3. Mme D... fait état de son mariage avec un compatriote titulaire d'une carte de résident de dix ans avec lequel elle a eu trois enfants. Toutefois, l'article 8 de la convention européenne de sauvegarde des droits de l'homme et des libertés fondamentales ne garantit pas à l'étranger le droit de choisir le lieu le plus approprié pour développer une vie familiale. En l'espèce, Mme D... était en situation irrégulière lorsqu'elle a développé sa vie privée et familiale en France. Elle ne pouvait ignorer par suite qu'elle était susceptible de faire l'objet d'un refus de délivrance d'un titre de séjour accompagné d'une mesure d'éloignement. Elle ne peut se prévaloir, à la date de la décision attaquée, de l'ancienneté de son mariage avec son époux avec lequel elle s'est mariée le 13 août 2016. Si Mme D... indique que la contraindre à engager une procédure de regroupement familial apparait disproportionnée et implique une séparation du couple, elle n'établit pas, d'une part, qu'elle ne pourrait pas bénéficier du regroupement familial dès lors que son époux dispose de ressources financières et, d'autre part, la durée d'instruction de la demande de regroupement familial n'apparait pas, dans les circonstances de l'espèce, excessive. Par ailleurs, et nonobstant la circonstance que M. D... a créé une société d'achat, de vente de véhicules et des pièces détachées postérieurement à la décision critiquée, rien ne s'oppose à ce que les époux D..., eu égard à leur nationalité commune, puisse développer leur vie familiale en Algérie avec leurs enfants. En outre, Mme D... dispose d'attaches familiales en Algérie où résident ses parents et ses deux frères. Ainsi, dans les circonstances de l'espèce, eu égard notamment à la durée et aux conditions de séjour de l'intéressée en France, le préfet n'a pas porté au droit au respect de sa vie privée et familiale une atteinte disproportionnée au but en vue duquel ladite décision a été prise. Par suite, il n'a pas méconnu l'article 8 de la convention européenne de sauvegarde des droits de l'homme et des libertés fondamentales et n'a pas entaché sa décision d'une erreur manifeste d'appréciation.

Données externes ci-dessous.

// normalizer.rs
//
// Maps the portal's irregular per-listing `classified` document onto a flat
// attribute set. Listings come in many shapes (house vs. apartment, with or
// without garden, parking, pool), so the output schema varies per record and
// the dataset discovers the full column set at assembly time.
use serde_json::{json, Map, Value};
use std::collections::BTreeMap;

/// Flat attribute map for one listing.
pub type NormalizedRecord = BTreeMap<String, Value>;

/// Outcome of normalizing one raw `classified` document.
#[derive(Debug, PartialEq)]
pub enum Normalized {
    Record(NormalizedRecord),
    /// Multi-unit grouping, not a single sellable unit. Dropped from output.
    GroupListing,
}

/// Pure: same document in, same record out, no state carried between calls.
///
/// Empty strings are coerced to null before any other rule, at every level;
/// the count-like fields (`garden_surface`, `parking_*`) then default null
/// to 0. An absent nested path also yields null.
pub fn normalize(classified: &Map<String, Value>) -> Normalized {
    if classified.get("type").and_then(Value::as_str) == Some("house group") {
        return Normalized::GroupListing;
    }

    let mut record = NormalizedRecord::new();

    for (key, raw) in classified {
        let value = coerce_empty(raw);

        match key.as_str() {
            // Portal bookkeeping, not property attributes.
            "id" | "visualisationOption" | "specificities" | "certificates" => {}

            "atticExists" => {
                record.insert("attic".into(), yes_no(&value));
            }
            "basementExists" => {
                record.insert("basement".into(), yes_no(&value));
            }
            "bedroom" => {
                record.insert("bedrooms".into(), nested(&value, &["count"]));
            }
            "building" => {
                record.insert("condition".into(), nested(&value, &["condition"]));
                record.insert(
                    "constructionYear".into(),
                    nested(&value, &["constructionYear"]),
                );
            }
            "kitchen" => {
                record.insert("kitchen_type".into(), nested(&value, &["type"]));
            }
            "land" => {
                record.insert("land_surface".into(), nested(&value, &["surface"]));
            }
            "outdoor" => {
                record.insert(
                    "garden_surface".into(),
                    zero_when_null(nested(&value, &["garden", "surface"])),
                );
                record.insert(
                    "terrace".into(),
                    yes_no(&nested(&value, &["terrace", "exists"])),
                );
            }
            "energy" => {
                record.insert("heating_type".into(), nested(&value, &["heatingType"]));
            }
            "parking" => {
                record.insert(
                    "parking_indoor".into(),
                    zero_when_null(nested(&value, &["parkingSpaceCount", "indoor"])),
                );
                record.insert(
                    "parking_outdoor".into(),
                    zero_when_null(nested(&value, &["parkingSpaceCount", "outdoor"])),
                );
            }
            "wellnessEquipment" => {
                record.insert(
                    "has_swimming_pool".into(),
                    yes_no(&nested(&value, &["hasSwimmingPool"])),
                );
            }

            // Everything else carries over under its own name.
            _ => {
                record.insert(key.clone(), value);
            }
        }
    }

    Normalized::Record(record)
}

/// Empty string means "not filled in" on the portal.
fn coerce_empty(value: &Value) -> Value {
    if value.as_str() == Some("") {
        Value::Null
    } else {
        value.clone()
    }
}

/// The portal encodes booleans as the strings "true"/"false".
fn yes_no(value: &Value) -> Value {
    if value.as_str() == Some("true") {
        json!("Yes")
    } else {
        json!("No")
    }
}

/// Walks a nested path, coercing the leaf; an absent path yields null.
fn nested(value: &Value, path: &[&str]) -> Value {
    let mut cur = value;
    for segment in path {
        match cur.get(segment) {
            Some(next) => cur = next,
            None => return Value::Null,
        }
    }
    coerce_empty(cur)
}

fn zero_when_null(value: Value) -> Value {
    if value.is_null() {
        json!(0)
    } else {
        value
    }
}
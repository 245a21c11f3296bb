/// One detail-page link harvested from a search-results page.
#[derive(Debug, Clone)]
pub struct ListingRef {
    pub url: String,
}

impl ListingRef {
    pub fn new(url: impl Into<String>) -> Self {
        Self { url: url.into() }
    }
}

/// What the link collector came back with.
pub struct LinkCollection {
    pub refs: Vec<ListingRef>,
    pub pages_fetched: usize,
}
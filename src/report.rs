// report.rs
use crate::errors::ExportError;
use crate::scraper::ScraperError;
use chrono::{DateTime, Utc};
use serde::Serialize;
use std::fmt;
use std::fs::File;
use std::io::BufWriter;
use std::path::Path;

/// Aggregate accounting for one crawl run. Every listing lands in exactly
/// one of the outcome buckets.
#[derive(Debug, Serialize)]
pub struct CrawlReport {
    pub started_at: DateTime<Utc>,
    pub finished_at: Option<DateTime<Utc>>,

    pub pages_fetched: usize,
    pub urls_found: usize,

    pub records: usize,
    pub group_listings: usize,
    pub rate_limited: usize,
    pub fetch_failures: usize,
    pub extraction_failures: usize,
}

impl CrawlReport {
    pub fn started_now() -> Self {
        Self {
            started_at: Utc::now(),
            finished_at: None,
            pages_fetched: 0,
            urls_found: 0,
            records: 0,
            group_listings: 0,
            rate_limited: 0,
            fetch_failures: 0,
            extraction_failures: 0,
        }
    }

    pub fn record_failure(&mut self, err: &ScraperError) {
        match err {
            ScraperError::RateLimited(_) => self.rate_limited += 1,
            ScraperError::Network(_) | ScraperError::HttpStatus(_) => self.fetch_failures += 1,
            ScraperError::HtmlParse(_)
            | ScraperError::MissingDataLayer
            | ScraperError::JsonParse(_)
            | ScraperError::UnexpectedShape(_) => self.extraction_failures += 1,
        }
    }

    pub fn finish(&mut self) {
        self.finished_at = Some(Utc::now());
    }

    /// Listings that produced no output row, for whatever reason.
    pub fn excluded(&self) -> usize {
        self.group_listings + self.rate_limited + self.fetch_failures + self.extraction_failures
    }
}

impl fmt::Display for CrawlReport {
    fn fmt(&self, f: &mut fmt::Formatter<'_>) -> fmt::Result {
        writeln!(f, "Crawl summary:")?;
        writeln!(f, "  pages fetched:       {}", self.pages_fetched)?;
        writeln!(f, "  urls found:          {}", self.urls_found)?;
        writeln!(f, "  records:             {}", self.records)?;
        writeln!(f, "  group listings:      {}", self.group_listings)?;
        writeln!(f, "  rate limited:        {}", self.rate_limited)?;
        writeln!(f, "  fetch failures:      {}", self.fetch_failures)?;
        writeln!(f, "  extraction failures: {}", self.extraction_failures)?;
        write!(f, "  excluded total:      {}", self.excluded())
    }
}

/// Dumps the run summary as pretty JSON for downstream tooling.
pub fn write_report_json(report: &CrawlReport, path: &Path) -> Result<(), ExportError> {
    let file = File::create(path).map_err(|e| ExportError::Io(e.to_string()))?;
    let writer = BufWriter::new(file);
    serde_json::to_writer_pretty(writer, report).map_err(|e| ExportError::Io(e.to_string()))?;
    Ok(())
}
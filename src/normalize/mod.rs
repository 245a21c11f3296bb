mod normalizer;

pub use normalizer::{normalize, Normalized, NormalizedRecord};
mod normalizer_tests;
mod utils;
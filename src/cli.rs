// cli.rs
use clap::Parser;
use std::path::PathBuf;

const DEFAULT_SEARCH_URL: &str =
    "https://www.immoweb.be/en/search/house/for-sale?countries=BE&orderBy=relevance";

/// Crawl a property portal's search results into a flat CSV dataset.
#[derive(Parser, Debug)]
#[command(author, version, about)]
pub struct Args {
    /// Base search URL; the page number is appended as a query parameter
    #[arg(long, default_value = DEFAULT_SEARCH_URL)]
    pub search_url: String,

    /// Upper bound on search pages (collection stops early on an empty page)
    #[arg(long, default_value_t = 333)]
    pub max_pages: usize,

    /// Path of the output CSV file
    #[arg(short, long, default_value = "houses_for_sale.csv")]
    pub output: PathBuf,

    /// Number of detail-fetch worker threads
    #[arg(short, long, default_value_t = 8)]
    pub workers: usize,

    /// Per-request timeout in seconds
    #[arg(long, default_value_t = 30)]
    pub timeout: u64,

    /// Attempts for a rate-limited (HTTP 429) detail fetch
    #[arg(long, default_value_t = 5)]
    pub max_retries: u64,

    /// Optional path for the JSON crawl summary
    #[arg(long)]
    pub report: Option<PathBuf>,
}
// export_csv.rs
use crate::dataset::Dataset;
use crate::errors::ExportError;
use serde_json::Value;
use std::path::Path;

pub fn export_csv(dataset: &Dataset, path: &Path) -> Result<(), ExportError> {
    let mut writer = csv::Writer::from_path(path).map_err(|e| ExportError::Csv(e.to_string()))?;

    writer
        .write_record(dataset.columns())
        .map_err(|e| ExportError::Csv(e.to_string()))?;

    for row in dataset.rows() {
        let cells: Vec<String> = row.iter().map(cell_to_string).collect();
        writer
            .write_record(&cells)
            .map_err(|e| ExportError::Csv(e.to_string()))?;
    }

    writer.flush().map_err(|e| ExportError::Io(e.to_string()))?;
    Ok(())
}

/// Null renders as an empty cell; strings keep their text; anything nested
/// that passed straight through renders as compact JSON.
fn cell_to_string(cell: &Value) -> String {
    match cell {
        Value::Null => String::new(),
        Value::String(s) => s.clone(),
        Value::Number(n) => n.to_string(),
        Value::Bool(b) => b.to_string(),
        other => other.to_string(),
    }
}
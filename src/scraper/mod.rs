mod extract;
mod models;
mod scraper;
mod scraper_error;

pub use extract::{extract_classified, extract_listing_links};
pub use models::{LinkCollection, ListingRef};
pub use scraper::{ImmoScraper, ScraperConfig};
pub use scraper_error::ScraperError;
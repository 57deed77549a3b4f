// Listing reconciliation
//
// Compares the responder's local listing with the initiator's Login listing
// and decides, per (path, is_dir) key, whether to pull, push or do nothing.
// Strictly newer wins, and only when the winning timestamp is recent.

use std::collections::HashMap;
use std::time::Duration;

use crate::entry::FileEntry;

/// Transfers decided by one reconciliation pass.
#[derive(Debug, Default, Clone, PartialEq, Eq)]
pub struct Plan {
    /// Remote paths to request, in remote listing order.
    pub pull: Vec<String>,
    /// Local paths to send, in local listing order.
    pub push: Vec<String>,
}

impl Plan {
    pub fn is_empty(&self) -> bool {
        self.pull.is_empty() && self.push.is_empty()
    }
}

/// Whether `timestamp` lies inside the recency window ending at `now`.
/// Timestamps ahead of `now` count as inside.
pub fn within_window(timestamp: u32, now: u32, window: Duration) -> bool {
    u64::from(now.saturating_sub(timestamp)) <= window.as_secs()
}

fn index(entries: &[FileEntry]) -> HashMap<(&str, bool), &FileEntry> {
    entries.iter().map(|e| (e.key(), e)).collect()
}

/// Decide which entries to pull and which to push.
pub fn reconcile(local: &[FileEntry], remote: &[FileEntry], now: u32, window: Duration) -> Plan {
    let local_index = index(local);
    let remote_index = index(remote);
    let mut plan = Plan::default();

    for theirs in remote {
        let wanted = match local_index.get(&theirs.key()) {
            Some(ours) => theirs.is_newer_than(ours),
            None => true,
        };
        if wanted && within_window(theirs.last_modified, now, window) {
            plan.pull.push(theirs.path.clone());
        }
    }

    for ours in local {
        let wanted = match remote_index.get(&ours.key()) {
            Some(theirs) => ours.is_newer_than(theirs),
            None => true,
        };
        if wanted && within_window(ours.last_modified, now, window) {
            plan.push.push(ours.path.clone());
        }
    }

    plan
}
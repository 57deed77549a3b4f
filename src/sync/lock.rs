//! Per-directory mutual exclusion across concurrent sessions.
//!
//! The table is an explicit object shared by every session of one responder.
//! Membership is taken with a single check-then-insert under the mutex and
//! released by dropping the returned [`DirectoryLease`], so each acquisition
//! is released exactly once.

use std::collections::HashSet;
use std::path::{Path, PathBuf};
use std::sync::{Arc, Mutex, MutexGuard, PoisonError};

use tracing::debug;

/// Set of resolved directory paths currently under synchronization.
#[derive(Debug, Clone, Default)]
pub struct DirectoryLockTable {
    inner: Arc<Mutex<HashSet<PathBuf>>>,
}

impl DirectoryLockTable {
    pub fn new() -> Self {
        Self::default()
    }

    fn guard(&self) -> MutexGuard<'_, HashSet<PathBuf>> {
        self.inner.lock().unwrap_or_else(PoisonError::into_inner)
    }

    /// Take the lock for `path`, or `None` if another session holds it.
    pub fn try_acquire(&self, path: impl Into<PathBuf>) -> Option<DirectoryLease> {
        let path = path.into();
        if !self.guard().insert(path.clone()) {
            debug!(path = %path.display(), "directory busy");
            return None;
        }
        debug!(path = %path.display(), "directory locked");
        Some(DirectoryLease {
            table: self.clone(),
            path,
        })
    }

    pub fn is_locked(&self, path: &Path) -> bool {
        self.guard().contains(path)
    }

    pub fn len(&self) -> usize {
        self.guard().len()
    }

    pub fn is_empty(&self) -> bool {
        self.guard().is_empty()
    }
}

/// Held lock on one directory. Dropping it releases the lock.
#[derive(Debug)]
pub struct DirectoryLease {
    table: DirectoryLockTable,
    path: PathBuf,
}

impl DirectoryLease {
    pub fn path(&self) -> &Path {
        &self.path
    }
}

impl Drop for DirectoryLease {
    fn drop(&mut self) {
        self.table.guard().remove(&self.path);
        debug!(path = %self.path.display(), "directory released");
    }
}
//! TCP boundary: connecting and listening sockets.

use std::time::Duration;

use tokio::net::{TcpListener, TcpStream};
use tracing::debug;

use crate::error::{Result, SyncError};

/// Connect to `host:port` within `timeout`.
pub async fn connect(host: &str, port: u16, timeout: Duration) -> Result<TcpStream> {
    let addr = format!("{}:{}", host, port);
    let stream = match tokio::time::timeout(timeout, TcpStream::connect(&addr)).await {
        Ok(Ok(stream)) => stream,
        Ok(Err(source)) => return Err(SyncError::Connect { addr, source }),
        Err(_) => {
            return Err(SyncError::Timeout {
                operation: "connect",
                timeout,
            })
        }
    };
    if let Err(e) = stream.set_nodelay(true) {
        debug!("Failed to set TCP_NODELAY on {}: {}", addr, e);
    }
    Ok(stream)
}

/// Bind a listening socket on `addr` (`host:port`).
pub async fn listen(addr: &str) -> Result<TcpListener> {
    TcpListener::bind(addr).await.map_err(|source| SyncError::Bind {
        addr: addr.to_string(),
        source,
    })
}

4. En sa qualité de conjoint d'un ressortissant étranger séjournant régulièrement en France depuis plusieurs années sous couvert d'un titre de séjour, Mme D... entre dans les catégories qui ouvrent droit au regroupement familial. Elle ne peut dès lors utilement se prévaloir des stipulations du 5 de l'article 6 de l'accord franco-algérien du 27 décembre 1968.

5. Contrairement à ce que soutient la requérante, le refus de délivrance d'un certificat de résidence, qui n'a ni pour objet ni pour effet de la séparer de son époux ou de ses enfants ni de l'empêcher de pourvoir à leur éducation et à leurs intérêts matériels, n'implique pas la séparation durable de la famille ni la rupture des liens affectifs entre l'un des deux parents et leurs enfants. Il existe de plus, en l'espèce, des possibilités de visite et de reconstitution de la cellule familiale en Algérie, pays dont le couple a la nationalité. Par suite, dans ces conditions, en refusant de délivrer le certificat de résidence sollicité, le préfet du Rhône n'a pas méconnu l'intérêt supérieur des enfants de Mme D... protégé par le paragraphe 1 de l'article 3 de la convention internationale relative aux droits de l'enfant.

Sur la légalité de l'obligation de quitter le territoire français :

6. Il résulte de ce qui a été dit précédemment que le refus de délivrance d'un titre de séjour pris à l'encontre de la requérante n'est pas entaché d'illégalité. Par suite, l'exception d'illégalité dudit refus de délivrance d'un titre de séjour ne peut être accueillie.

7. Pour les motifs énoncés au point 3, le préfet du Rhône n'a pas méconnu les stipulations de l'article 8 de la convention européenne de sauvegarde des droits de l'homme et des libertés fondamentales.

8. Si Mme D... fait état de ce que la décision induit une séparation soit du couple soit d'avec ses enfants, ce risque de séparation résulte du maintien du domicile familial en France malgré la situation irrégulière de l'intéressée et la circonstance que son époux a créé une société postérieurement à la décision critiquée ou qu'il serait dans l'obligation de retrouver un emploi en Algérie pour pourvoir aux intérêts matériels de sa famille n'est pas de nature à faire obstacle à la reconstitution de la cellule familiale en Algérie. Par suite, et eu égard à ce qui a été dit au point 5, la décision attaquée n'a pas méconnu les stipulations de l'article 3-1 de la convention internationale relative aux droits de l'enfant.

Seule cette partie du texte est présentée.